Does your chiropractic practice have a clear and thorough compliance program? If not, we’ll show you the basics of a compliance plan and how to make one for your chiropractic practice.
What Is a Chiropractic Compliance Plan?
First, what is a chiropractic compliance plan? A compliance plan is a formalized system of procedures and policies that help an organization or practice prevent, detect, and resolve conduct that government bodies and healthcare organizations have deemed unethical and illegal.
Basically, it’s a plan to keep an organization honest by holding itself and its employees accountable for unethical practices like fraud, waste, and abuse. Most healthcare providers are required to have a compliance program in place. However, even if your chiropractic practice isn’t legally required to have one, it is highly recommended that any practice that deals with insurance billing have a program in place.
Why Does My Practice Need a Compliance Program?
If you’re a chiropractic practice that isn’t legally mandated to have a compliance program, why should you have one?
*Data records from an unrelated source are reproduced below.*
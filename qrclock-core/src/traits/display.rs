//! Display bus trait

use crate::display::PhysicalFrame;

/// Sink for complete physical frames
///
/// Implemented by the TM1640 chain driver. A write has no error path:
/// the bus is write-only and a torn frame is replaced by the next one.
/// Brightness is fixed when the driver is built.
pub trait DisplayDriver {
    /// Shift a full frame out to every chip
    fn write_frame(&mut self, frame: &PhysicalFrame);
}
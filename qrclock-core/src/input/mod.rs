//! Rotary encoder input
//!
//! Raw pin samples pass through a [`DebounceFilter`] per pin. Edges on
//! the two phase pins drive the half-step [`QuadratureDecoder`], and a
//! falling edge on the push pin is a press. Results are latched in
//! [`PendingEvents`] until the consumer takes them.

pub mod aggregator;
pub mod debounce;
pub mod events;
pub mod quadrature;

pub use aggregator::{InputAggregator, PinSample};
pub use debounce::{DebounceFilter, Edge, Level};
pub use events::{PendingEvents, RefreshFlag};
pub use quadrature::{Direction, QuadratureDecoder, RotaryState};
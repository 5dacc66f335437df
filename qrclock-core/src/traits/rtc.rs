//! Real-time clock trait

use crate::time::DateTime;

/// Battery-backed wall clock
pub trait Rtc {
    /// Read the current local date and time
    fn datetime(&mut self) -> DateTime;

    /// Set the clock
    fn set_datetime(&mut self, datetime: &DateTime);
}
Why go through all the trouble?
Prevent Unethical Conduct
The principal motivation for an organization’s stringent and clear compliance program is to deter, detect, and resolve unethical practices. Unfortunately, unethical practices like fraud and abuse are rife in healthcare, especially with insurance billing.
But with an effective compliance program in place, practices can detect unethical conduct before it worsens and spreads, resolving it for the betterment of all parties. Simply put, a compliance program is the best way for a practice to ensure its employees behave honestly and reliably.
Shield Organization From Sanctions
When a healthcare provider like a chiropractic practice comes under scrutiny in the form of a records request or investigation, one of the first things authorities will examine is the compliance program. With a clear and useful compliance plan, a practice has a stronger defense against accusations of organizational wrongdoing.
Let’s say a legal authority finds an effective compliance plan at a practice where an employee committed insurance fraud. In this case, the authority is more likely to be lenient with discipline and isolate sanctions against the individual instead of the organization. So for a pure self-preservation motive, a compliance plan is integral to any chiropractic practice.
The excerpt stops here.